Wednesday, 29 December 2010

Born in Bethlehem Gregory Great



29 DECEMBER   Christmas Season Night Office      
  First Reading
Colossians 1:1-14
          Responsory' Col1:12-13; Jas 1:17
Let us give thanks to God our Father, + because he has rescued us from the power of darkness and brought us into the kingdom of his beloved Son.
V. Every good and perfect gift comes to us from above, from the Fa­ther of light. t Because he has ...  
Second Reading
From a homily by Saint Gregory the Great (Hom. 8: PL 76, 1103-1105)
Born as an alien
  • In those days a decree was promulgated by Caesar Augustus that a census should be taken of the whole world. Why was a census of the whole world taken when the Lord was about to be born if not to give a clear indication that One was coming in a human body who would enroll his elect in eternal life? On the other hand, the prophet says of the wicked: Let them be blotted out from the book of the living, and not enrolled among the just.   
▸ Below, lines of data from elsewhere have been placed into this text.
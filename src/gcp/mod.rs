//! GCP API interaction module
//!
//! Everything between a resolved provider configuration and the wire:
//! credentials, endpoints, quota routing, batching and the dispatcher.
//!
//! # Module Structure
//!
//! - [`auth`] - Credential selection, impersonation and token caching
//! - [`batcher`] - Debounced coalescing of batchable calls
//! - [`billing`] - Quota/billing project routing
//! - [`client`] - Per-activation client tying the pieces together
//! - [`endpoints`] - Service base paths, custom endpoints and mTLS
//! - [`http`] - Transport dispatcher with header injection and retries
//! - [`retry`] - Backoff, retry budgets and call cancellation
//!
//! # Example
//!
//! ```ignore
//! use gcp_provider_core::gcp::client::GcpClient;
//! use gcp_provider_core::gcp::retry::CallContext;
//!
//! async fn example(config: ResolvedConfig) -> gcp_provider_core::Result<()> {
//!     let client = GcpClient::new(config).await?;
//!     let url = client.compute_zonal_url("instances")?;
//!     let instances = client.get(&url, &CallContext::new()).await?;
//!     Ok(())
//! }
//! ```

pub mod auth;
pub mod batcher;
pub mod billing;
pub mod client;
pub mod endpoints;
pub mod http;
pub mod retry;
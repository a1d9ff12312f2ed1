//! Transport Dispatcher
//!
//! Sends one [`OutgoingRequest`] with the provider-wide headers injected,
//! applies the per-call timeout, and retries transient failures with backoff.
//! Conflicts (409/412) are returned to the caller untouched: resending the
//! same body with a stale etag cannot succeed, so the re-read belongs to the
//! caller (see [`crate::iam::manager`]).

use std::sync::Arc;
use std::time::Duration;

use reqwest::header::USER_AGENT;
use reqwest::{Client, Method};
use serde_json::Value;

use super::auth::Authenticator;
use super::billing::quota_project_header;
use super::retry::{CallContext, RetryPolicy};
use crate::config::ResolvedConfig;
use crate::error::{ApiError, Error, ErrorKind, Result};

pub const REQUEST_REASON_HEADER: &str = "X-Goog-Request-Reason";
pub const USER_PROJECT_HEADER: &str = "X-Goog-User-Project";

/// Timeout applied when `request_timeout` is zero.
pub const DEFAULT_REQUEST_TIMEOUT: Duration = Duration::from_secs(120);

/// Maximum length of response body to log (to avoid logging sensitive data)
const MAX_LOG_BODY_LENGTH: usize = 200;

/// Truncate and strip control characters before a body reaches the log.
fn sanitize_for_log(body: &str) -> String {
    let truncated = if body.len() > MAX_LOG_BODY_LENGTH {
        let mut end = MAX_LOG_BODY_LENGTH;
        while !body.is_char_boundary(end) {
            end -= 1;
        }
        format!("{}... [truncated, {} bytes total]", &body[..end], body.len())
    } else {
        body.to_string()
    };
    truncated.replace(|c: char| c.is_control(), "")
}

/// Extra retry condition attached to a single request.
pub type RetryPredicate = Arc<dyn Fn(&Error) -> bool + Send + Sync>;

/// One API call as produced by a resource implementation.
#[derive(Clone)]
pub struct OutgoingRequest {
    pub method: Method,
    pub url: String,
    pub body: Option<Value>,
    /// Router decision for the quota project; see [`crate::gcp::billing`].
    pub billing_project: Option<String>,
    pub headers: Vec<(String, String)>,
    /// Per-request override of the provider's request timeout.
    pub timeout: Option<Duration>,
    pub operation: String,
    pub target: String,
    pub retry_count: u32,
    pub retry_predicates: Vec<RetryPredicate>,
}

impl std::fmt::Debug for OutgoingRequest {
    fn fmt(&self, f: &mut std::fmt::Formatter<'_>) -> std::fmt::Result {
        f.debug_struct("OutgoingRequest")
            .field("method", &self.method)
            .field("url", &self.url)
            .field("billing_project", &self.billing_project)
            .field("timeout", &self.timeout)
            .field("operation", &self.operation)
            .field("retry_count", &self.retry_count)
            .finish_non_exhaustive()
    }
}

impl OutgoingRequest {
    pub fn new(method: Method, url: impl Into<String>) -> Self {
        let url = url.into();
        Self {
            operation: method.to_string(),
            target: url.clone(),
            method,
            url,
            body: None,
            billing_project: None,
            headers: Vec::new(),
            timeout: None,
            retry_count: 0,
            retry_predicates: Vec::new(),
        }
    }

    pub fn get(url: impl Into<String>) -> Self {
        Self::new(Method::GET, url)
    }

    pub fn post(url: impl Into<String>) -> Self {
        Self::new(Method::POST, url)
    }

    pub fn patch(url: impl Into<String>) -> Self {
        Self::new(Method::PATCH, url)
    }

    pub fn put(url: impl Into<String>) -> Self {
        Self::new(Method::PUT, url)
    }

    pub fn delete(url: impl Into<String>) -> Self {
        Self::new(Method::DELETE, url)
    }

    pub fn with_body(mut self, body: Value) -> Self {
        self.body = Some(body);
        self
    }

    pub fn with_billing_project(mut self, project: Option<String>) -> Self {
        self.billing_project = project;
        self
    }

    pub fn with_header(mut self, name: impl Into<String>, value: impl Into<String>) -> Self {
        self.headers.push((name.into(), value.into()));
        self
    }

    pub fn with_timeout(mut self, timeout: Duration) -> Self {
        self.timeout = Some(timeout);
        self
    }

    /// Name the call for error reports.
    pub fn with_operation(mut self, operation: impl Into<String>, target: impl Into<String>) -> Self {
        self.operation = operation.into();
        self.target = target.into();
        self
    }

    pub fn with_retry_predicate<F>(mut self, predicate: F) -> Self
    where
        F: Fn(&Error) -> bool + Send + Sync + 'static,
    {
        self.retry_predicates.push(Arc::new(predicate));
        self
    }

    fn is_retryable(&self, err: &Error) -> bool {
        match err.kind() {
            ErrorKind::Transient => true,
            ErrorKind::Cancelled | ErrorKind::Validation | ErrorKind::Authentication => false,
            ErrorKind::Conflict | ErrorKind::Fatal => self.retry_predicates.iter().any(|p| p(err)),
        }
    }
}

/// Issues requests on behalf of one provider activation.
#[derive(Clone)]
pub struct Dispatcher {
    client: Client,
    user_agent: String,
    request_reason: Option<String>,
    request_timeout: Duration,
    quota_project_env: Option<String>,
    retry: RetryPolicy,
}

impl Dispatcher {
    pub fn new(config: &ResolvedConfig) -> Result<Self> {
        let client = Client::builder()
            .user_agent(config.user_agent())
            .build()
            .map_err(Error::Network)?;
        Ok(Self::with_client(client, config))
    }

    pub fn with_client(client: Client, config: &ResolvedConfig) -> Self {
        Self {
            client,
            user_agent: config.user_agent().to_string(),
            request_reason: config.request_reason().map(str::to_string),
            request_timeout: config.request_timeout(),
            quota_project_env: config.quota_project_env().map(str::to_string),
            retry: RetryPolicy::transport_default(),
        }
    }

    pub fn with_retry_policy(mut self, retry: RetryPolicy) -> Self {
        self.retry = retry;
        self
    }

    pub fn http_client(&self) -> &Client {
        &self.client
    }

    pub fn retry_policy(&self) -> &RetryPolicy {
        &self.retry
    }

    /// Per-attempt timeout: the request's own, else the provider's (120s when
    /// zero), capped by the caller's remaining deadline.
    pub fn effective_timeout(&self, request: &OutgoingRequest, ctx: &CallContext) -> Duration {
        let base = request
            .timeout
            .filter(|t| !t.is_zero())
            .unwrap_or(if self.request_timeout.is_zero() {
                DEFAULT_REQUEST_TIMEOUT
            } else {
                self.request_timeout
            });
        match ctx.remaining() {
            Some(remaining) => base.min(remaining),
            None => base,
        }
    }

    /// Send a request, retrying transient failures.
    ///
    /// Returns the decoded JSON body (`Value::Null` for an empty body).
    pub async fn send(
        &self,
        auth: &Authenticator,
        mut request: OutgoingRequest,
        ctx: &CallContext,
    ) -> Result<Value> {
        let mut backoff = self.retry.backoff.start();
        loop {
            ctx.check()?;
            let token = ctx.run(auth.get_token()).await?;
            let timeout = self.effective_timeout(&request, ctx);

            let err = match ctx.run(self.attempt(&request, &token, timeout)).await {
                Ok(value) => return Ok(value),
                Err(err) => err,
            };

            ctx.check()?;
            let attempts = request.retry_count + 1;
            if !request.is_retryable(&err) {
                return Err(err);
            }
            if !self.retry.allows_another(attempts) {
                return Err(Error::Exhausted {
                    operation: request.operation.clone(),
                    target: request.target.clone(),
                    attempts,
                    source: Box::new(err),
                });
            }

            let delay = backoff.next_delay();
            tracing::warn!(
                "{} {} attempt {} failed ({}), retrying in {:?}",
                request.method,
                request.url,
                attempts,
                err,
                delay
            );
            ctx.sleep(delay).await?;
            request.retry_count = attempts;
        }
    }

    async fn attempt(&self, request: &OutgoingRequest, token: &str, timeout: Duration) -> Result<Value> {
        tracing::debug!("{} {}", request.method, request.url);

        let mut builder = self
            .client
            .request(request.method.clone(), &request.url)
            .bearer_auth(token)
            .timeout(timeout)
            .header(USER_AGENT, &self.user_agent);

        if let Some(reason) = &self.request_reason {
            builder = builder.header(REQUEST_REASON_HEADER, reason);
        }
        if let Some(project) = quota_project_header(
            request.billing_project.as_deref(),
            self.quota_project_env.as_deref(),
        ) {
            builder = builder.header(USER_PROJECT_HEADER, project);
        }
        for (name, value) in &request.headers {
            builder = builder.header(name.as_str(), value.as_str());
        }
        if let Some(body) = &request.body {
            builder = builder.json(body);
        }

        let response = builder.send().await.map_err(|e| {
            if e.is_timeout() {
                Error::Timeout(timeout)
            } else {
                Error::Network(e)
            }
        })?;

        let status = response.status();
        let body = response.text().await.map_err(|e| {
            if e.is_timeout() {
                Error::Timeout(timeout)
            } else {
                Error::Network(e)
            }
        })?;

        if !status.is_success() {
            // Only a sanitized, truncated body reaches the log.
            tracing::error!("API error: {} - {}", status, sanitize_for_log(&body));
            return Err(ApiError::from_response(status.as_u16(), body).into());
        }

        if body.trim().is_empty() {
            return Ok(Value::Null);
        }

        Ok(serde_json::from_str(&body)?)
    }
}

#[cfg(test)]
mod tests {
    use super::*;
    use crate::config::{Environment, ProviderBlock};
    use crate::gcp::endpoints::StaticMtlsDetector;

    fn dispatcher(block: ProviderBlock) -> Dispatcher {
        let config =
            ResolvedConfig::resolve(&block, &Environment::empty(), &StaticMtlsDetector(false)).unwrap();
        Dispatcher::new(&config).unwrap()
    }

    #[test]
    fn test_sanitize_for_log_truncates() {
        let long = "x".repeat(500);
        let out = sanitize_for_log(&long);
        assert!(out.contains("[truncated, 500 bytes total]"));
        assert_eq!(sanitize_for_log("a\nb"), "ab");
    }

    #[test]
    fn test_zero_timeout_means_default() {
        let d = dispatcher(ProviderBlock::default());
        let req = OutgoingRequest::get("https://example.com/");
        assert_eq!(d.effective_timeout(&req, &CallContext::new()), DEFAULT_REQUEST_TIMEOUT);
    }

    #[test]
    fn test_sub_second_timeout_is_honoured() {
        let d = dispatcher(ProviderBlock {
            request_timeout: Some("250ms".into()),
            ..Default::default()
        });
        let req = OutgoingRequest::get("https://example.com/");
        assert_eq!(
            d.effective_timeout(&req, &CallContext::new()),
            Duration::from_millis(250)
        );
        let req = req.with_timeout(Duration::from_secs(5));
        assert_eq!(d.effective_timeout(&req, &CallContext::new()), Duration::from_secs(5));
    }

    #[tokio::test(start_paused = true)]
    async fn test_deadline_caps_timeout() {
        let d = dispatcher(ProviderBlock::default());
        let ctx = CallContext::new().with_timeout(Duration::from_secs(10));
        let req = OutgoingRequest::get("https://example.com/");
        assert_eq!(d.effective_timeout(&req, &ctx), Duration::from_secs(10));
    }

    #[test]
    fn test_retry_predicates_extend_but_never_cover_cancellation() {
        let req = OutgoingRequest::get("https://example.com/").with_retry_predicate(|e| e.status() == Some(400));
        assert!(req.is_retryable(&Error::Api(ApiError::from_response(400, ""))));
        assert!(req.is_retryable(&Error::Api(ApiError::from_response(503, ""))));
        assert!(!req.is_retryable(&Error::Api(ApiError::from_response(404, ""))));
        assert!(!req.is_retryable(&Error::Cancelled));
        let plain = OutgoingRequest::get("https://example.com/");
        assert!(!plain.is_retryable(&Error::Api(ApiError::from_response(409, ""))));
    }
}
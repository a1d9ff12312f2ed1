//! GCP Client
//!
//! Per-activation client combining the resolved configuration, the
//! authenticator and the dispatcher. Requests built here already carry the
//! base path for their service and the billing identity for their project.

use std::sync::Arc;

use reqwest::Method;
use serde_json::Value;

use super::auth::Authenticator;
use super::billing::billing_identity_for;
use super::http::{Dispatcher, OutgoingRequest};
use super::retry::CallContext;
use crate::config::ResolvedConfig;
use crate::error::{Error, Result};

/// Main GCP client
#[derive(Clone)]
pub struct GcpClient {
    config: Arc<ResolvedConfig>,
    auth: Authenticator,
    dispatcher: Dispatcher,
}

impl GcpClient {
    /// Activate the credential for `config` and build the dispatcher.
    pub async fn new(config: ResolvedConfig) -> Result<Self> {
        let dispatcher = Dispatcher::new(&config)?;
        let auth = Authenticator::from_config(&config, dispatcher.http_client()).await?;
        tracing::info!(
            "GCP client ready (credentials: {:?}, impersonating: {:?})",
            auth.mode(),
            auth.impersonated_account()
        );
        Ok(Self::from_parts(Arc::new(config), auth, dispatcher))
    }

    pub fn from_parts(config: Arc<ResolvedConfig>, auth: Authenticator, dispatcher: Dispatcher) -> Self {
        Self {
            config,
            auth,
            dispatcher,
        }
    }

    pub fn config(&self) -> &ResolvedConfig {
        &self.config
    }

    pub fn authenticator(&self) -> &Authenticator {
        &self.auth
    }

    pub fn dispatcher(&self) -> &Dispatcher {
        &self.dispatcher
    }

    /// The provider-level project, required by the URL helpers below.
    pub fn project(&self) -> Result<&str> {
        self.config
            .project()
            .ok_or_else(|| Error::validation("project", "no project configured"))
    }

    /// Build a request against `url` charged to `resource_project`.
    ///
    /// A resource without its own project falls back to the provider's.
    pub fn request(&self, method: Method, url: impl Into<String>, resource_project: Option<&str>) -> OutgoingRequest {
        let project = resource_project.or(self.config.project());
        OutgoingRequest::new(method, url).with_billing_project(billing_identity_for(&self.config, project))
    }

    pub async fn send(&self, request: OutgoingRequest, ctx: &CallContext) -> Result<Value> {
        self.dispatcher.send(&self.auth, request, ctx).await
    }

    /// Make a GET request to a GCP API
    pub async fn get(&self, url: &str, ctx: &CallContext) -> Result<Value> {
        self.send(self.request(Method::GET, url, None), ctx).await
    }

    /// Make a POST request to a GCP API
    pub async fn post(&self, url: &str, body: Option<Value>, ctx: &CallContext) -> Result<Value> {
        let mut request = self.request(Method::POST, url, None);
        request.body = body;
        self.send(request, ctx).await
    }

    /// Make a DELETE request to a GCP API
    pub async fn delete(&self, url: &str, ctx: &CallContext) -> Result<Value> {
        self.send(self.request(Method::DELETE, url, None), ctx).await
    }

    // =========================================================================
    // URL helpers
    // =========================================================================

    /// `path` joined onto the resolved base path of `service`.
    pub fn service_url(&self, service: &str, path: &str) -> Result<String> {
        let base = self.config.base_path(service)?;
        Ok(format!("{}{}", base, path.trim_start_matches('/')))
    }

    /// Build Compute Engine API URL
    pub fn compute_url(&self, path: &str) -> Result<String> {
        self.service_url("Compute", &format!("projects/{}/{}", self.project()?, path))
    }

    /// Build zonal Compute Engine API URL
    pub fn compute_zonal_url(&self, resource: &str) -> Result<String> {
        let zone = self
            .config
            .zone()
            .ok_or_else(|| Error::validation("zone", "no zone configured"))?;
        self.compute_url(&format!("zones/{}/{}", zone, resource))
    }

    /// Build regional Compute Engine API URL
    pub fn compute_regional_url(&self, resource: &str) -> Result<String> {
        let region = self
            .config
            .region()
            .ok_or_else(|| Error::validation("region", "no region configured"))?;
        self.compute_url(&format!("regions/{}/{}", region, resource))
    }

    /// Build global Compute Engine API URL
    pub fn compute_global_url(&self, resource: &str) -> Result<String> {
        self.compute_url(&format!("global/{}", resource))
    }

    /// Build Resource Manager API URL
    pub fn resourcemanager_url(&self, path: &str) -> Result<String> {
        self.service_url("ResourceManager", path)
    }
}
  • It was fitting for the Lord to be born in Bethlehem, because Bethlehem means the house of bread, and he himself said: I am the living bread which came down from heaven. The place where the Lord was born was named the house of bread because he who would refresh the minds of the elect with inner abundance was destined to appear there in the body.
  • The fact that his birth took place not in his parents' home but while they were travelling was undoubtedly to show that, in a certain sense, through his assumed humanity, he was born as an alien. I do not mean that he was an alien with regard to his power, but by reason of the nature he had taken upon himself. Of his power it is written: He came to his own, and indeed in his own nature he was born before the beginning of time, but in ours he came in time. Since therefore he appeared in time while remaining eternal, he descended as an alien.
  • God says through the prophet that all flesh is grass, but when the Lord became man he turned our grass into wheat, since he said of himself: Unless a grain of wheat falls into the ground and dies, it remains only a single grain. Therefore he also lay in the manger as a newborn babe to refresh all believers, like holy animals, with the nourishment of his own body, and assuage their hunger for the food of eternal knowledge.
  • The angel announced the birth of a king, and choirs of angels sang and rejoiced with him, proclaiming: Glory to God in the highest, and peace to his people on earth. Before our Redeemer was born as a man we were at odds with the angels, being kept far from their glory and purity by our original fault and daily sins. For since our sins made us strangers to God, the angels of the city of God considered us excluded from their fellowship. On the other hand, when we recognized our King, the angels recognized us as fellow-citizens. They no longer dared to despise as weak and beneath them that which, in the King of Heaven, they worshiped above them. Nor, worshiping above them a God who is human, do they disdain human fellowship. Let us, therefore, who in the eternal foreknowledge are citizens of the city of God and equal to the angels, take care that no impurity defiles us. Human beings are called gods: for the honor of God, then, let us guard ourselves against sin, for whose sake God became man, who lives and reigns for all eternity. Amen.